## Dataset records
[Start of Attachment]

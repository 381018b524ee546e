//! Server Module
//!
//! Server initialization, application state, and configuration.
//!
//! - **`config`** - environment-driven `ServerConfig`, store selection
//! - **`state`** - shared `AppState` and `FromRef` extraction
//! - **`init`** - app assembly (router + CORS)

pub mod config;
pub mod init;
pub mod state;

pub use init::{create_app, create_app_with_state};
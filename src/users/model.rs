/**
 * User Model
 *
 * This module defines the user record stored in the `users` collection
 * and the merge patch used for partial writes.
 */

use chrono::{DateTime, Utc};
use serde::{Deserialize, Serialize};

/// Postal address needed by the physical-mail providers.
#[derive(Debug, Clone, Serialize, Deserialize, PartialEq)]
pub struct PostalAddress {
    pub name: String,
    pub line1: String,
    pub city: String,
    pub region: String,
    pub postal: String,
    #[serde(default = "default_country")]
    pub country: String,
}

fn default_country() -> String {
    "US".to_string()
}

/// In-game avatar position.
#[derive(Debug, Clone, Copy, Serialize, Deserialize, PartialEq)]
pub struct Position {
    pub x: f64,
    pub y: f64,
}

/// Profile customization, opaque to the identity and indexing logic.
#[derive(Debug, Clone, Default, Serialize, Deserialize, PartialEq)]
pub struct Customization {
    #[serde(default)]
    pub color: Option<String>,
    #[serde(default)]
    pub hat: Option<String>,
    #[serde(default)]
    pub position: Option<Position>,
}

/// User record, one per end-user.
///
/// `id` is the stable identity-provider id assigned at first
/// authentication. `username` holds display case, `username_lower` the
/// normalized lookup key; the pair exists because the backing store
/// only supports exact-match queries. `username_lower` must be unique
/// across all records.
#[derive(Debug, Clone, Serialize, Deserialize)]
#[serde(rename_all = "camelCase")]
pub struct UserRecord {
    pub id: String,
    /// Empty until chosen by the user or auto-provisioned.
    #[serde(default)]
    pub username: String,
    #[serde(default)]
    pub username_lower: String,
    #[serde(default)]
    pub display_name: Option<String>,
    #[serde(default)]
    pub email: Option<String>,
    #[serde(default)]
    pub address: Option<PostalAddress>,
    #[serde(default)]
    pub customization: Option<Customization>,
    pub created_at: DateTime<Utc>,
    pub updated_at: DateTime<Utc>,
}

impl UserRecord {
    /// Fresh record with no username; created on first authentication.
    pub fn new(id: impl Into<String>) -> Self {
        let now = Utc::now();
        Self {
            id: id.into(),
            username: String::new(),
            username_lower: String::new(),
            display_name: None,
            email: None,
            address: None,
            customization: None,
            created_at: now,
            updated_at: now,
        }
    }

    /// True once a username has been claimed or provisioned.
    pub fn has_username(&self) -> bool {
        !self.username.is_empty()
    }
}

/// Partial update with set-with-merge semantics: only `Some` fields are
/// written, everything else on the record is left alone.
#[derive(Debug, Clone, Default)]
pub struct UserPatch {
    pub username: Option<String>,
    pub username_lower: Option<String>,
    pub display_name: Option<String>,
    pub email: Option<String>,
    pub address: Option<PostalAddress>,
    pub customization: Option<Customization>,
}

impl UserPatch {
    /// Patch that claims a username (both display and lookup forms).
    pub fn username(username: impl Into<String>, username_lower: impl Into<String>) -> Self {
        Self {
            username: Some(username.into()),
            username_lower: Some(username_lower.into()),
            ..Self::default()
        }
    }

    /// Patch that replaces the profile customization.
    pub fn customization(customization: Customization) -> Self {
        Self {
            customization: Some(customization),
            ..Self::default()
        }
    }

    /// Apply this patch onto a record, bumping `updated_at`.
    pub fn apply(self, record: &mut UserRecord) {
        if let Some(username) = self.username {
            record.username = username;
        }
        if let Some(username_lower) = self.username_lower {
            record.username_lower = username_lower;
        }
        if let Some(display_name) = self.display_name {
            record.display_name = Some(display_name);
        }
        if let Some(email) = self.email {
            record.email = Some(email);
        }
        if let Some(address) = self.address {
            record.address = Some(address);
        }
        if let Some(customization) = self.customization {
            record.customization = Some(customization);
        }
        record.updated_at = Utc::now();
    }
}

[End of Attachment]

## Description of the task
Exactly reproduce the lines that run from the line with "and lookup forms)." through the last line of the records, inclusive.

## Solution for this problem
    /// Patch that claims a username (both display and lookup forms).
    pub fn username(username: impl Into<String>, username_lower: impl Into<String>) -> Self {
        Self {
            username: Some(username.into()),
            username_lower: Some(username_lower.into()),
            ..Self::default()
        }
    }

    /// Patch that replaces the profile customization.
    pub fn customization(customization: Customization) -> Self {
        Self {
            customization: Some(customization),
            ..Self::default()
        }
    }

    /// Apply this patch onto a record, bumping `updated_at`.
    pub fn apply(self, record: &mut UserRecord) {
        if let Some(username) = self.username {
            record.username = username;
        }
        if let Some(username_lower) = self.username_lower {
            record.username_lower = username_lower;
        }
        if let Some(display_name) = self.display_name {
            record.display_name = Some(display_name);
        }
        if let Some(email) = self.email {
            record.email = Some(email);
        }
        if let Some(address) = self.address {
            record.address = Some(address);
        }
        if let Some(customization) = self.customization {
            record.customization = Some(customization);
        }
        record.updated_at = Utc::now();
    }
}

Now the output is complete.